(Beginning of Dataset content)
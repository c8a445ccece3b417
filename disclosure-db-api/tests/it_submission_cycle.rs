//! Full flatten → reconstruct scenarios over an in-memory form storage.
//!
//! These tests exercise the core round-trip invariant of the engine
//! without a database: the flattener's write plan is materialized into a
//! `FormStorage` exactly as the fetch layer would produce it (sequential
//! row ids, heritable ordering), then reassembled.

use disclosure_db_api::{FormAssembler, NoUnits, SubmissionFlattener};
use disclosure_db_core::path::AttributePath;
use disclosure_db_core::value::{Cell, FormRow, FormStorage, WritePlan};
use disclosure_db_store::SchemaSnapshot;
use serde_json::{json, Value as JsonValue};

/// Materialize a write plan the way the fetch layer would hand it back:
/// sequential row ids in insertion order, heritable tables sorted by
/// `value_id DESC, id`.
fn plan_to_storage(plan: &WritePlan) -> FormStorage {
    let mut storage = FormStorage::new();
    let mut next_row_id = 1i64;
    let mut tables: std::collections::HashMap<String, Vec<FormRow>> = Default::default();
    for table_write in &plan.tables {
        for row_write in &table_write.rows {
            let mut row = FormRow::new();
            row.insert("id".into(), Cell::int(next_row_id));
            next_row_id += 1;
            for (name, cell) in row_write {
                row.insert(name.clone(), cell.clone());
            }
            tables.entry(table_write.table.clone()).or_default().push(row);
        }
    }
    for (table, mut rows) in tables {
        if table.ends_with("_heritable") {
            rows.sort_by_key(|row| {
                (
                    std::cmp::Reverse(row.get("value_id").and_then(Cell::as_int).unwrap_or(0)),
                    row.get("id").and_then(Cell::as_int).unwrap_or(0),
                )
            });
        }
        storage.insert_table(table, rows);
    }
    storage
}

fn snapshot() -> SchemaSnapshot {
    let root = serde_json::from_value(json!({
        "id": 1, "name": "disclosure_form", "heritable": false,
        "columns": [
            {"id": 10, "name": "total_emissions", "table_def_id": 1, "attribute_type": "float"},
            {"id": 11, "name": "disclosure_source", "table_def_id": 1, "attribute_type": "text"},
            {"id": 12, "name": "exclusions", "table_def_id": 1, "attribute_type": "form", "attribute_type_id": 2},
            {"id": 13, "name": "frameworks", "table_def_id": 1, "attribute_type": "multiple", "attribute_type_id": 3},
            {"id": 14, "name": "targets", "table_def_id": 1, "attribute_type": "form", "attribute_type_id": 4}
        ]
    }))
    .unwrap();
    let exclusions = serde_json::from_value(json!({
        "id": 2, "name": "exclusions", "heritable": true,
        "columns": [
            {"id": 20, "name": "pct", "table_def_id": 2, "attribute_type": "float"},
            {"id": 21, "name": "excl_reason", "table_def_id": 2, "attribute_type": "single", "choice_set_id": 5}
        ]
    }))
    .unwrap();
    let frameworks = serde_json::from_value(json!({
        "id": 3, "name": "frameworks", "heritable": true,
        "columns": [
            {"id": 30, "name": "frameworks_int", "table_def_id": 3, "attribute_type": "int"},
            {"id": 31, "name": "frameworks_text", "table_def_id": 3, "attribute_type": "text"}
        ]
    }))
    .unwrap();
    let targets = serde_json::from_value(json!({
        "id": 4, "name": "targets", "heritable": true,
        "columns": [
            {"id": 40, "name": "tgt_id", "table_def_id": 4, "attribute_type": "int"},
            {"id": 41, "name": "progress", "table_def_id": 4, "attribute_type": "form", "attribute_type_id": 6}
        ]
    }))
    .unwrap();
    let progress = serde_json::from_value(json!({
        "id": 6, "name": "progress", "heritable": true,
        "columns": [
            {"id": 60, "name": "pct_achieved", "table_def_id": 6, "attribute_type": "float"}
        ]
    }))
    .unwrap();
    SchemaSnapshot::from_definitions(
        "disclosure_form",
        vec![root, exclusions, frameworks, targets, progress],
        vec![],
        vec![],
        vec![],
    )
}

fn flatten_and_reconstruct(snapshot: &SchemaSnapshot, values: &JsonValue, obj_id: i64) -> JsonValue {
    let root = snapshot.table_def_by_name("disclosure_form").unwrap().clone();
    let plan = SubmissionFlattener::new(snapshot)
        .flatten(&root, obj_id, 1, values)
        .unwrap();
    let storage = plan_to_storage(&plan);
    let assembler = FormAssembler::new(snapshot, &storage, &NoUnits);
    let (reconstructed, _units) = assembler.assemble(&root).unwrap();
    reconstructed
}

#[test]
fn round_trip_preserves_nested_values() {
    let snapshot = snapshot();
    let values = json!({
        "total_emissions": 100.0,
        "exclusions": [{"pct": 10.0}, {"pct": 20.0}]
    });
    let tree = flatten_and_reconstruct(&snapshot, &values, 9);

    assert_eq!(tree["total_emissions"], json!(100.0));
    assert_eq!(tree["exclusions"][0]["pct"], json!(10.0));
    assert_eq!(tree["exclusions"][1]["pct"], json!(20.0));
}

#[test]
fn path_selects_second_exclusion_row() {
    let snapshot = snapshot();
    let values = json!({
        "total_emissions": 100.0,
        "exclusions": [{"pct": 10.0}, {"pct": 20.0}]
    });
    let tree = flatten_and_reconstruct(&snapshot, &values, 9);

    let path = AttributePath::parse("exclusions.{::1}.pct").unwrap();
    assert_eq!(path.resolve(&tree).unwrap(), &json!(20.0));
}

#[test]
fn multiple_values_round_trip_through_sub_rows() {
    let snapshot = snapshot();
    let values = json!({
        "total_emissions": 100.0,
        "frameworks": [1000001, 1000002, "bespoke framework"]
    });
    let tree = flatten_and_reconstruct(&snapshot, &values, 9);

    assert_eq!(tree["frameworks"], json!([1000001, 1000002, "bespoke framework"]));
}

#[test]
fn sentinel_values_survive_the_round_trip() {
    let snapshot = snapshot();
    let values = json!({
        "total_emissions": "N/A",
        "exclusions": "\u{2014}"
    });
    let tree = flatten_and_reconstruct(&snapshot, &values, 9);

    assert_eq!(tree["total_emissions"], json!("N/A"));
    assert_eq!(tree["exclusions"], json!("\u{2014}"));
}

#[test]
fn two_level_nesting_round_trips() {
    let snapshot = snapshot();
    let values = json!({
        "targets": [
            {"tgt_id": 1, "progress": [{"pct_achieved": 40.0}, {"pct_achieved": 60.0}]},
            {"tgt_id": 2, "progress": [{"pct_achieved": 80.0}]}
        ]
    });
    let tree = flatten_and_reconstruct(&snapshot, &values, 9);

    assert_eq!(tree["targets"][0]["tgt_id"], json!(1));
    assert_eq!(tree["targets"][0]["progress"][0]["pct_achieved"], json!(40.0));
    assert_eq!(tree["targets"][0]["progress"][1]["pct_achieved"], json!(60.0));
    assert_eq!(tree["targets"][1]["tgt_id"], json!(2));
    assert_eq!(tree["targets"][1]["progress"][0]["pct_achieved"], json!(80.0));

    let path = AttributePath::parse("targets.{tgt_id:2:0}.progress.{::0}.pct_achieved").unwrap();
    assert_eq!(path.resolve(&tree).unwrap(), &json!(80.0));
}

#[test]
fn sibling_occurrences_never_share_a_value_id() {
    let snapshot = snapshot();
    let root = snapshot.table_def_by_name("disclosure_form").unwrap().clone();
    let values = json!({
        "exclusions": [{"pct": 10.0}, {"pct": 20.0}],
        "targets": [
            {"tgt_id": 1, "progress": [{"pct_achieved": 40.0}]},
            {"tgt_id": 2, "progress": [{"pct_achieved": 80.0}]}
        ]
    });
    let plan = SubmissionFlattener::new(&snapshot)
        .flatten(&root, 9, 1, &values)
        .unwrap();

    // Both target rows are siblings of one targets instance and share its
    // value_id; the progress instances they link must not collide.
    let target_rows: Vec<_> = plan
        .tables
        .iter()
        .filter(|t| t.table == "targets_heritable")
        .flat_map(|t| &t.rows)
        .collect();
    assert_eq!(target_rows.len(), 2);
    let progress_links: Vec<i64> = target_rows
        .iter()
        .map(|row| {
            row.iter()
                .find(|(n, _)| n == "progress")
                .and_then(|(_, c)| c.as_int())
                .unwrap()
        })
        .collect();
    assert_ne!(progress_links[0], progress_links[1]);

    // And every link allocated in this pass sits at or above the floor.
    assert!(progress_links.iter().all(|id| *id >= 1));
}

#[test]
fn reconstructed_tree_matches_itself_in_the_validator_diff() {
    let snapshot = snapshot();
    let values = json!({
        "total_emissions": 100.0,
        "exclusions": [{"pct": 10.0}, {"pct": 20.0}]
    });
    let tree = flatten_and_reconstruct(&snapshot, &values, 9);
    assert!(disclosure_db_api::validator::json_diff(&tree, &tree, "").is_empty());

    let mut drifted = tree.clone();
    drifted["total_emissions"] = json!(90.0);
    let differences = disclosure_db_api::validator::json_diff(&tree, &drifted, "");
    assert_eq!(differences.len(), 1);
    assert_eq!(differences[0].path, "total_emissions");
}

#[test]
fn restatement_edit_produces_next_revision_tree() {
    let snapshot = snapshot();
    let values = json!({
        "total_emissions": 100.0,
        "exclusions": [{"pct": 10.0}, {"pct": 20.0}]
    });
    // Revision 1.
    let revision1 = flatten_and_reconstruct(&snapshot, &values, 9);
    assert_eq!(revision1["exclusions"][0]["pct"], json!(10.0));

    // Apply the edit the way the revision manager does: strip identity
    // fields, resolve the path mutably, write the new value.
    let mut updated = disclosure_db_api::manager::strip_none(&revision1);
    let path = AttributePath::parse("exclusions.{::0}.pct").unwrap();
    *path.resolve_mut(&mut updated).unwrap() = json!(15.0);

    // Revision 2 is a full flatten of the updated tree under a new obj_id.
    let revision2 = flatten_and_reconstruct(&snapshot, &updated, 10);
    assert_eq!(revision2["exclusions"][0]["pct"], json!(15.0));
    assert_eq!(revision2["exclusions"][1]["pct"], json!(20.0));
    assert_eq!(revision2["total_emissions"], json!(100.0));

    // The same path string still addresses the restated leaf in the new
    // revision.
    assert_eq!(path.resolve(&revision2).unwrap(), &json!(15.0));
    assert_eq!(path.to_string(), "exclusions.{::0}.pct");
}

#[test]
fn round_trip_is_stable_after_strip() {
    // flatten(reconstruct(flatten(x))) == flatten(x) modulo identity
    // fields: the second pass sees the reconstructed tree (which carries
    // id/obj_id/value_id keys) and must produce the same business cells.
    let snapshot = snapshot();
    let values = json!({
        "total_emissions": 100.0,
        "exclusions": [{"pct": 10.0}, {"pct": 20.0}],
        "frameworks": [1000001]
    });
    let first = flatten_and_reconstruct(&snapshot, &values, 9);
    let second = flatten_and_reconstruct(&snapshot, &disclosure_db_api::manager::strip_none(&first), 10);

    let normalize = |tree: &JsonValue| disclosure_db_api::manager::strip_none(tree);
    assert_eq!(normalize(&first), normalize(&second));
}

#[test]
fn null_sub_form_value_materializes_an_empty_occurrence() {
    let snapshot = snapshot();
    let values = json!({
        "total_emissions": 100.0,
        "exclusions": null
    });
    let tree = flatten_and_reconstruct(&snapshot, &values, 9);
    // A null sub-form still records the occurrence: one child row with no
    // business cells.
    let rows = tree["exclusions"].as_array().expect("one empty occurrence");
    assert_eq!(rows.len(), 1);
    assert_eq!(rows[0]["pct"], json!(null));
    assert_eq!(tree["total_emissions"], json!(100.0));
}

#[test]
fn unknown_fields_are_rejected_with_their_name() {
    let snapshot = snapshot();
    let root = snapshot.table_def_by_name("disclosure_form").unwrap().clone();
    let err = SubmissionFlattener::new(&snapshot)
        .flatten(&root, 9, 1, &json!({"mystery_field": 1}))
        .unwrap_err();
    let message = err.to_string();
    assert!(message.contains("mystery_field"), "got: {message}");
}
(End of Dataset content)
→ What you are asked to do: In the entries above, find the lines containing the word "SubmissionFlattener" and say how many there are, with no other words.

→ Solution to the exercise: 4